While many people equate permaculture with gardening, this is only one of the many ways that permaculture can be practiced. Permaculture at its core is a set of ethics and principles applied dynamically to daily decision making. It can be flexibly used to inform choices about the best combination of plants for a shady part of the garden, or for designing a process to make sure all children’s voices in a classroom are valued.
The Active Role of a Designer
Permaculture is often referred to as a design system, seeking to emulate the interdependent patterns of ecological systems. When one steps into the role of a designer, this requires an intelligent, strategic and creative attitude. It is an empowered position, in contrast to the passive position of a simple user or consumer. In education, inviting children into the role of a designer, means to see them as dynamic co-creators of their own curriculum, rather than as recipients of content and skill-building exercises, according to learning objectives pre-determined by adults.
Developing a Reflective Neohumanist Consciousness
Using the three ethics of “earth care, people care and fair share”, permaculture challenges human beings to broaden the way they make decisions. Rather than blindly considering only our own short term comfort and welfare, permaculture ethics guide us to include the welfare and prosperity of other beings and natural resources. This is a key part of developing a reflective Neohumanist consciousness, rather than an anthropocentric one. This is the consciousness we need in order to transform human beings’ current dysfunctional, toxifying relationship to the natural world into one that generates health, abundance and prosperity for the whole ecosystem.
Scaling Permaculture to a Critical Mass
Yet, the permaculture movement has remained mostly confined to a fringe of progressive thinkers and activists, and predominantly identified with its application in agricultural contexts. Unfortunately, its rate of absorption into society is still far slower than the great and urgent need for massive shifts in our collective behaviour and in the consciousness determining it.

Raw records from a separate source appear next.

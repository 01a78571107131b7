//! Arbiter authorization decision engine.
//!
//! Decides whether requests may proceed by combining three mechanisms, in
//! order:
//!
//! 1. **Decision history** ([`DecisionHistory`]) — an append-only log of past
//!    outcomes; consistent precedent auto-approves without touching rules.
//! 2. **Rules** ([`rule::AuthorizationRule`]) — prioritized predicates over
//!    the request and the caller's [`UserContext`], including the
//!    precedent-driven [`learning::LearningRule`].
//! 3. **Manual review** ([`system::ReviewQueue`]) — requests nothing
//!    automated can handle are deferred to a FIFO queue for a human.
//!
//! [`AuthorizationSystem`] ties the three together behind a single
//! [`authorize`](AuthorizationSystem::authorize) call returning a tri-state
//! [`Decision`]: approved, denied, or deferred.
//!
//! # Example
//!
//! ```
//! use arbiter_core::{Request, RequestKind, UserContext};
//! use arbiter_engine::AuthorizationSystem;
//!
//! let system = AuthorizationSystem::new();
//! let request = Request::new("req-1", RequestKind::FileAccess, "alice")
//!     .with_field("path", "/tmp/export.csv")
//!     .with_field("mode", "read");
//! let context = UserContext::new("alice", 1).with_permission("file_access");
//!
//! let decision = system.authorize(&request, &context)?;
//! assert!(decision.is_approved());
//! # Ok::<(), arbiter_engine::AuthzError>(())
//! ```

#![deny(unsafe_code)]
#![deny(missing_docs)]
#![deny(clippy::all)]
#![warn(unreachable_pub)]
#![deny(clippy::unwrap_used)]
#![cfg_attr(test, allow(clippy::unwrap_used))]

pub mod bot;
pub mod error;
pub mod history;
pub mod learning;
pub mod prelude;
pub mod rule;
pub mod system;

pub use arbiter_core::UserContext;
pub use bot::{AutomatedBot, Decision, Verdict};
pub use error::{AuthzError, AuthzResult};
pub use history::{DecisionHistory, Pattern, PatternStats};
pub use system::{AuthorizationSystem, ReviewQueue, TicketId};
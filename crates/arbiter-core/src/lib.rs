//! Arbiter Core - data model for the authorization decision engine.
//!
//! This crate defines the types a caller assembles before asking the engine
//! for a decision:
//!
//! - [`Request`] — an immutable description of an action awaiting an
//!   approve/deny decision: a [`RequestKind`], typed data fields, and
//!   [`RequestMetadata`] (requester, resource, timestamp, tags).
//! - [`UserContext`] — the requester's security level and granted
//!   permissions, supplied fresh for each authorization call.
//! - [`Timestamp`] — a thin wrapper over `chrono` for consistent time
//!   handling.
//!
//! Structural validation lives here too: [`Request::validate`] is a pure
//! function of the request's own fields and is the only hard failure path
//! that bypasses the decision pipeline entirely.
//!
//! # Example
//!
//! ```
//! use arbiter_core::{Request, RequestKind, UserContext};
//!
//! let request = Request::new("req-001", RequestKind::FileAccess, "alice")
//!     .with_field("path", "/home/alice/report.txt");
//! assert!(request.validate().is_ok());
//!
//! let context = UserContext::new("alice", 2).with_permission("file_access");
//! assert!(context.has_permission("file_access"));
//! ```

#![deny(unsafe_code)]
#![deny(missing_docs)]
#![deny(clippy::all)]
#![warn(unreachable_pub)]
#![deny(clippy::unwrap_used)]
#![cfg_attr(test, allow(clippy::unwrap_used))]

pub mod context;
pub mod prelude;
pub mod request;
pub mod types;

pub use context::UserContext;
pub use request::{FieldValue, Request, RequestKind, RequestMetadata, ValidationError};
pub use types::Timestamp;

Part of this is due to a perception that permaculture would require us to all return to a pre-industrial revolution lifestyle, renouncing the lifestyles and comforts we are accustomed to. Human psychology is to continuously expand towards the new and the subtle. That is one of the underlying laws of human nature. As permaculture seeks to work in harmony rather than in opposition to nature, it helps us then to recognise that sustainable human change must take into account this quality. To oppose the tendency towards expansion and progress may have limited success for a period of time with highly motivated and committed people, but this is difficult to spread on a mass scale. Even if successful on a mass scale, change that is not aligned with human nature would likely only be temporary if it is reactionary rather than progressive.
Working with Human Nature
However, a true permaculture strategy that is aligned with human psychology, is to apply our intelligence, creativity, and technology towards solutions that are
harmonious and beneficial for the whole natural system that includes, but is not limited to human interests. Such a shift implies a fundamental shift of values. Do we only value immediate sensorial pleasure —or can we learn to become increasingly sensitive and to develop our ability to seek pleasure in choices that are ecological and compassionate? How to tap the natural inclination of human beings towards service in this direction?
Introducing Permaculture in Childhood
As childhood is a critical time of life for the formation of life-long world views and attitudes, it is an ideal period to introduce the permaculture ethics of earth care, people care and fair share in order to develop a Neohumanist relationship with the surrounding world. Yet, to those who have only had superficial contact with it, permaculture can sometimes seem abstract and difficult to access for the non-technically minded. Is it then even realistically possible to make it palatable for small children?
Whereas coherent ethical behavior, in which a person explicitly uses a set of values to weigh decisions, emerges together with other complex cognitive skills of analysis. Even small infants already respond in a rudimentary, but clearly positive way towards kind, compassionate behavior vs. selfish, mean behavior. (Wynn and Bloom “ Moral Baby”, Yale University.)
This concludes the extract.